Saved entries
--------
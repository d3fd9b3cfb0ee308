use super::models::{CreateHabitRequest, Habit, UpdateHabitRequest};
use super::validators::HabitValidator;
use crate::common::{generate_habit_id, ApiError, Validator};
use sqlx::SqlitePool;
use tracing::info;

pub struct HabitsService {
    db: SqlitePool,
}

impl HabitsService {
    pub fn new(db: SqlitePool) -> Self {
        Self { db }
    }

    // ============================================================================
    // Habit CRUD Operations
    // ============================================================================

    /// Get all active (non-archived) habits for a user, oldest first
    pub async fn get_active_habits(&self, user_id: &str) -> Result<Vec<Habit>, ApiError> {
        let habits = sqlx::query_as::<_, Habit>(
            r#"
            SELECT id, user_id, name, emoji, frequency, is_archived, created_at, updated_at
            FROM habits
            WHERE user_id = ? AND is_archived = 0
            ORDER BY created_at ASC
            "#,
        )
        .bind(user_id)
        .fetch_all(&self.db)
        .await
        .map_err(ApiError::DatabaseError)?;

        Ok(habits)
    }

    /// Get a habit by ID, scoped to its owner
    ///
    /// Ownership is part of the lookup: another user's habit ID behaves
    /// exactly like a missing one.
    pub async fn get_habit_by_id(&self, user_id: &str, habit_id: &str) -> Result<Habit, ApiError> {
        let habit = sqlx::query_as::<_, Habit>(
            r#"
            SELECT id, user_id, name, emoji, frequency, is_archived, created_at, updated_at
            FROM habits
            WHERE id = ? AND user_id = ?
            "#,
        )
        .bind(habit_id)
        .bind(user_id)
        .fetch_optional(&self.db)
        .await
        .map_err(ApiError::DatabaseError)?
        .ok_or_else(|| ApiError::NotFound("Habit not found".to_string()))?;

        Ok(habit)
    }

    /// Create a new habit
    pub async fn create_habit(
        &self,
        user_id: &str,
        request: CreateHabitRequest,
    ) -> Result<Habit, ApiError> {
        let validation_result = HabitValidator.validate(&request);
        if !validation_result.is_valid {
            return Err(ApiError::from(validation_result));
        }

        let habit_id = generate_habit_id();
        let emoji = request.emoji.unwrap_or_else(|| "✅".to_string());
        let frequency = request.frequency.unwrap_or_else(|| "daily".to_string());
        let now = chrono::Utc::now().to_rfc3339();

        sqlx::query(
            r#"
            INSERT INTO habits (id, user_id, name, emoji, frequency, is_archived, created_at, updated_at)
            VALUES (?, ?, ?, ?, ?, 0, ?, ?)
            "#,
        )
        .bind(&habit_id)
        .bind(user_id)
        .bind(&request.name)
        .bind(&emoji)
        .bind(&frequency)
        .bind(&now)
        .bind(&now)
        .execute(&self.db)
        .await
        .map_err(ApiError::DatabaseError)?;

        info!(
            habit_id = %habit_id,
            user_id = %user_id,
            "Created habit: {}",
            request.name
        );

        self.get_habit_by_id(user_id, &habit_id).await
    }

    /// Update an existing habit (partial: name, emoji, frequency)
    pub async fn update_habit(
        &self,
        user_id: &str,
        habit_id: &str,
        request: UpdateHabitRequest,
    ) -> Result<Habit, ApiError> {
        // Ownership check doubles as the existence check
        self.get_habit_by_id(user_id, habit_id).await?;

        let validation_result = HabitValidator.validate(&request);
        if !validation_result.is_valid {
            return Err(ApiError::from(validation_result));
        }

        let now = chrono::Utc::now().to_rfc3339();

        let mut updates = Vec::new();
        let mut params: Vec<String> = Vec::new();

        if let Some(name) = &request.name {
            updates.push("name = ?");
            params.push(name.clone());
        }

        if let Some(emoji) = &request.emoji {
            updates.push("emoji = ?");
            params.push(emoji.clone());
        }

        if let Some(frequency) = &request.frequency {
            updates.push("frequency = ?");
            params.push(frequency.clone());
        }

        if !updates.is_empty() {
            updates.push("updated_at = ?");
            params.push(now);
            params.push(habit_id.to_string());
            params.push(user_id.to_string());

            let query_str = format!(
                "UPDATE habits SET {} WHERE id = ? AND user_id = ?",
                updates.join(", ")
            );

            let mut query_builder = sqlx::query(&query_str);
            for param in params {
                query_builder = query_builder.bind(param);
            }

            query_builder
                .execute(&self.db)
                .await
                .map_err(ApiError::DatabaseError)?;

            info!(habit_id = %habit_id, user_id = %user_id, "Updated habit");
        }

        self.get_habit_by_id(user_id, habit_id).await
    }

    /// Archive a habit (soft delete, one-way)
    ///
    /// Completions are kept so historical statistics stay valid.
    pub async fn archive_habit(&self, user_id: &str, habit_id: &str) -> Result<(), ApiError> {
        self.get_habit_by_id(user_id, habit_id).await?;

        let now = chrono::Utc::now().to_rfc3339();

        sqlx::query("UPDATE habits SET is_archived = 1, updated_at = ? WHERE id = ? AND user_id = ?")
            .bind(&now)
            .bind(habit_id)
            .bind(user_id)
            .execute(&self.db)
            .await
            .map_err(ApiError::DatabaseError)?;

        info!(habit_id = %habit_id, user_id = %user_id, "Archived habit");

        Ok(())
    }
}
--------
**WHAT IS NEEDED**
Read the entries above, then pull out the lines that include "WHERE".

**PROBLEM SOLUTION**
            WHERE user_id = ? AND is_archived = 0
            WHERE id = ? AND user_id = ?
                "UPDATE habits SET {} WHERE id = ? AND user_id = ?",
        sqlx::query("UPDATE habits SET is_archived = 1, updated_at = ? WHERE id = ? AND user_id = ?")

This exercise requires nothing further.